- **What you have to do**: Each line of the listing below containing the word "Some" should be returned.

- **Raw data**:
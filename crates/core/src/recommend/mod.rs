//! Content-based recommendations: TF-IDF vectors over weighted item text,
//! ranked by cosine similarity. Vectors are rebuilt for every request.

pub mod tfidf;
pub mod tokenize;

use std::cmp::Ordering;

use crate::domain::item::{CatalogItem, ItemId, RecommendationCandidate};

pub use tfidf::{cosine_similarity, SimilarityMatrix, SparseVector, TfIdfModel};
pub use tokenize::tokenize;

#[derive(Clone, Copy, Debug, PartialEq, Eq)]
pub struct RecommenderSettings {
    pub top_k: usize,
    pub name_weight: usize,
    pub max_corpus: usize,
}

impl Default for RecommenderSettings {
    fn default() -> Self {
        Self { top_k: 5, name_weight: 3, max_corpus: 500 }
    }
}

impl From<&crate::config::RecommendConfig> for RecommenderSettings {
    fn from(config: &crate::config::RecommendConfig) -> Self {
        Self { top_k: config.top_k, name_weight: config.name_weight, max_corpus: config.max_corpus }
    }
}

#[derive(Clone, Debug, Default)]
pub struct CandidateRecommender {
    settings: RecommenderSettings,
}

impl CandidateRecommender {
    pub fn new(settings: RecommenderSettings) -> Self {
        Self { settings }
    }

    pub fn settings(&self) -> &RecommenderSettings {
        &self.settings
    }

    /// Items most similar to `seed`, excluding the seed itself.
    ///
    /// Zero-score items are still eligible so a small catalog can fill `limit`.
    /// Returns nothing when fewer than two items are available or the seed is not
    /// among them.
    pub fn similar_to(
        &self,
        items: &[CatalogItem],
        seed: ItemId,
        limit: Option<usize>,
    ) -> Vec<RecommendationCandidate> {
        let corpus = self.corpus(items);
        if corpus.len() < 2 {
            return Vec::new();
        }
        let Some(seed_idx) = corpus.iter().position(|item| item.id == seed) else {
            return Vec::new();
        };

        let vectors = self.vectorize(&corpus, None);
        let matrix = SimilarityMatrix::from_vectors(&vectors);

        let scored = matrix
            .row(seed_idx)
            .iter()
            .enumerate()
            .filter(|(idx, _)| *idx != seed_idx)
            .map(|(idx, score)| (corpus[idx], *score))
            .collect();

        self.rank(scored, limit)
    }

    /// Items most similar to `reference`, which need not be on sale itself. A
    /// purchased item is the usual reference: it is sold, so it joins the fit as an
    /// extra document instead of being looked up in the corpus.
    pub fn similar_to_reference(
        &self,
        items: &[CatalogItem],
        reference: &CatalogItem,
        limit: Option<usize>,
    ) -> Vec<RecommendationCandidate> {
        let mut corpus = self.corpus(items);
        corpus.retain(|item| item.id != reference.id);
        if corpus.is_empty() {
            return Vec::new();
        }

        let reference_tokens = tokenize(&reference.feature_text(self.settings.name_weight));
        let vectors = self.vectorize(&corpus, Some(&reference_tokens));
        let Some((reference_vector, item_vectors)) = vectors.split_last() else {
            return Vec::new();
        };

        let scored = corpus
            .iter()
            .zip(item_vectors)
            .map(|(item, vector)| (*item, cosine_similarity(reference_vector, vector)))
            .collect();

        self.rank(scored, limit)
    }

    /// Items ranked against the keyword treated as one more document of the corpus.
    /// Items with no lexical overlap are dropped.
    pub fn matching_keyword(
        &self,
        items: &[CatalogItem],
        keyword: &str,
        limit: Option<usize>,
    ) -> Vec<RecommendationCandidate> {
        let query_tokens = tokenize(keyword);
        if query_tokens.is_empty() {
            return Vec::new();
        }

        let corpus = self.corpus(items);
        if corpus.len() < 2 {
            return Vec::new();
        }

        let vectors = self.vectorize(&corpus, Some(&query_tokens));
        let Some((query, item_vectors)) = vectors.split_last() else {
            return Vec::new();
        };

        let scored = corpus
            .iter()
            .zip(item_vectors)
            .map(|(item, vector)| (*item, cosine_similarity(query, vector)))
            .filter(|(_, score)| *score > 0.0)
            .collect();

        self.rank(scored, limit)
    }

    /// Available items, newest first, capped at `max_corpus`.
    fn corpus<'a>(&self, items: &'a [CatalogItem]) -> Vec<&'a CatalogItem> {
        let mut corpus: Vec<&CatalogItem> =
            items.iter().filter(|item| item.is_available()).collect();
        corpus.sort_by(|left, right| newest_first(left, right));
        corpus.dedup_by_key(|item| item.id);
        corpus.truncate(self.settings.max_corpus.max(2));
        corpus
    }

    fn vectorize(&self, corpus: &[&CatalogItem], query: Option<&[String]>) -> Vec<SparseVector> {
        let mut documents: Vec<Vec<String>> = corpus
            .iter()
            .map(|item| tokenize(&item.feature_text(self.settings.name_weight)))
            .collect();
        if let Some(query) = query {
            documents.push(query.to_vec());
        }

        let model = TfIdfModel::fit(&documents);
        documents.iter().map(|tokens| model.transform(tokens)).collect()
    }

    fn rank(
        &self,
        mut scored: Vec<(&CatalogItem, f64)>,
        limit: Option<usize>,
    ) -> Vec<RecommendationCandidate> {
        scored.sort_by(|(left, left_score), (right, right_score)| {
            right_score.total_cmp(left_score).then_with(|| newest_first(left, right))
        });

        let limit = limit.unwrap_or(self.settings.top_k);
        scored
            .into_iter()
            .take(limit)
            .map(|(item, score)| RecommendationCandidate::from_item(item, score))
            .collect()
    }
}

fn newest_first(left: &CatalogItem, right: &CatalogItem) -> Ordering {
    right.created_at.cmp(&left.created_at).then_with(|| right.id.cmp(&left.id))
}
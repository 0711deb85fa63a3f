//! OpenAI-compatible `/chat/completions` backend. Ollama exposes the same
//! surface under `/v1`, so both providers share this client.

use std::time::Duration;

use async_trait::async_trait;
use reqwest::{Client, StatusCode};
use secrecy::{ExposeSecret, SecretString};
use serde_json::{json, Value};
use tracing::{debug, warn};

use bazaar_core::config::{LlmConfig, LlmProvider};

use crate::errors::BackendError;
use crate::llm::{BackendReply, ContextEntry, LlmBackend, ToolCallRequest, ToolSpec};

const OPENAI_BASE_URL: &str = "https://api.openai.com/v1";
const OLLAMA_BASE_URL: &str = "http://localhost:11434/v1";

pub struct OpenAiCompatibleBackend {
    client: Client,
    endpoint: String,
    api_key: Option<SecretString>,
    model: String,
    temperature: f32,
    timeout: Duration,
}

impl OpenAiCompatibleBackend {
    pub fn from_config(config: &LlmConfig) -> Result<Self, BackendError> {
        let base_url = match (&config.base_url, config.provider) {
            (Some(url), _) => url.clone(),
            (None, LlmProvider::Ollama) => OLLAMA_BASE_URL.to_string(),
            (None, _) => OPENAI_BASE_URL.to_string(),
        };
        let timeout = Duration::from_secs(config.timeout_secs.max(1));
        let client = Client::builder()
            .connect_timeout(Duration::from_secs(10))
            .timeout(timeout)
            .build()
            .map_err(|error| BackendError::Unavailable(error.to_string()))?;

        Ok(Self {
            client,
            endpoint: format!("{}/chat/completions", base_url.trim_end_matches('/')),
            api_key: config.api_key.clone(),
            model: config.model.clone(),
            temperature: config.temperature,
            timeout,
        })
    }

    pub fn endpoint(&self) -> &str {
        &self.endpoint
    }

    fn request_body(&self, entries: &[ContextEntry], tools: &[ToolSpec]) -> Value {
        let mut body = json!({
            "model": self.model,
            "messages": format_messages(entries),
            "temperature": self.temperature,
        });
        if !tools.is_empty() {
            body["tools"] = json!(format_tools(tools));
        }
        body
    }
}

#[async_trait]
impl LlmBackend for OpenAiCompatibleBackend {
    fn name(&self) -> &str {
        "openai_compatible"
    }

    async fn chat(
        &self,
        entries: &[ContextEntry],
        tools: &[ToolSpec],
    ) -> Result<BackendReply, BackendError> {
        let mut request = self.client.post(&self.endpoint).json(&self.request_body(entries, tools));
        if let Some(key) = &self.api_key {
            request = request.bearer_auth(key.expose_secret());
        }

        debug!(
            event_name = "agent.backend.request",
            endpoint = %self.endpoint,
            model = %self.model,
            entries = entries.len(),
            tools = tools.len(),
            "sending chat completion request"
        );

        let response = request.send().await.map_err(|error| {
            if error.is_timeout() {
                BackendError::Timeout(self.timeout)
            } else {
                BackendError::Unavailable(error.to_string())
            }
        })?;

        let status = response.status();
        if !status.is_success() {
            let body = response.text().await.unwrap_or_default();
            let snippet: String = body.chars().take(200).collect();
            warn!(
                event_name = "agent.backend.http_error",
                status = status.as_u16(),
                body = %snippet,
                "chat completion request rejected"
            );
            return Err(match status {
                StatusCode::TOO_MANY_REQUESTS => BackendError::Quota(snippet),
                _ => BackendError::Unavailable(format!("HTTP {}: {snippet}", status.as_u16())),
            });
        }

        let payload: Value =
            response.json().await.map_err(|error| BackendError::Malformed(error.to_string()))?;
        parse_reply(&payload)
    }
}

fn format_messages(entries: &[ContextEntry]) -> Vec<Value> {
    entries
        .iter()
        .map(|entry| match entry {
            ContextEntry::System { content } => json!({"role": "system", "content": content}),
            ContextEntry::User { content } => json!({"role": "user", "content": content}),
            ContextEntry::Assistant { content } => {
                json!({"role": "assistant", "content": content})
            }
            ContextEntry::AssistantToolCalls { content, calls } => json!({
                "role": "assistant",
                "content": content,
                "tool_calls": calls
                    .iter()
                    .map(|call| json!({
                        "id": call.id,
                        "type": "function",
                        "function": {
                            "name": call.name,
                            "arguments": call.arguments.to_string(),
                        }
                    }))
                    .collect::<Vec<_>>(),
            }),
            ContextEntry::ToolResult { call_id, name, content } => json!({
                "role": "tool",
                "tool_call_id": call_id,
                "name": name,
                "content": content.to_string(),
            }),
        })
        .collect()
}

fn format_tools(tools: &[ToolSpec]) -> Vec<Value> {
    tools
        .iter()
        .map(|tool| {
            json!({
                "type": "function",
                "function": {
                    "name": tool.name,
                    "description": tool.description,
                    "parameters": tool.parameters,
                }
            })
        })
        .collect()
}

/// Reads the first choice of a completion response.
///
/// Tool-call arguments arrive as a JSON string; an unparseable one is kept as a
/// raw string so the tool layer can report `invalid_arguments`.
fn parse_reply(payload: &Value) -> Result<BackendReply, BackendError> {
    let message = payload
        .get("choices")
        .and_then(|choices| choices.get(0))
        .and_then(|choice| choice.get("message"))
        .ok_or_else(|| BackendError::Malformed("response has no choices[0].message".to_string()))?;

    let text = message.get("content").and_then(Value::as_str).map(str::to_string);

    let mut tool_calls = Vec::new();
    if let Some(calls) = message.get("tool_calls").and_then(Value::as_array) {
        for (index, call) in calls.iter().enumerate() {
            let function = &call["function"];
            let Some(name) = function["name"].as_str() else {
                return Err(BackendError::Malformed("tool call without a name".to_string()));
            };
            let id = call["id"]
                .as_str()
                .map(str::to_string)
                .unwrap_or_else(|| format!("call_{index}"));
            let arguments = match &function["arguments"] {
                Value::String(raw) if raw.trim().is_empty() => json!({}),
                Value::String(raw) => {
                    serde_json::from_str(raw).unwrap_or_else(|_| Value::String(raw.clone()))
                }
                Value::Null => json!({}),
                other => other.clone(),
            };
            tool_calls.push(ToolCallRequest { id, name: name.to_string(), arguments });
        }
    }

    if tool_calls.is_empty() && text.is_none() {
        return Err(BackendError::Malformed("message has neither content nor tool calls".into()));
    }

    Ok(BackendReply { text, tool_calls })
}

- **Reply to the task**:
        let Some(seed_idx) = corpus.iter().position(|item| item.id == seed) else {
        let vectors = self.vectorize(&corpus, Some(&reference_tokens));
        let Some((reference_vector, item_vectors)) = vectors.split_last() else {
        let vectors = self.vectorize(&corpus, Some(&query_tokens));
        let Some((query, item_vectors)) = vectors.split_last() else {
        if let Some(query) = query {
            (Some(url), _) => url.clone(),
        if let Some(key) = &self.api_key {
    if let Some(calls) = message.get("tool_calls").and_then(Value::as_array) {
            let Some(name) = function["name"].as_str() else {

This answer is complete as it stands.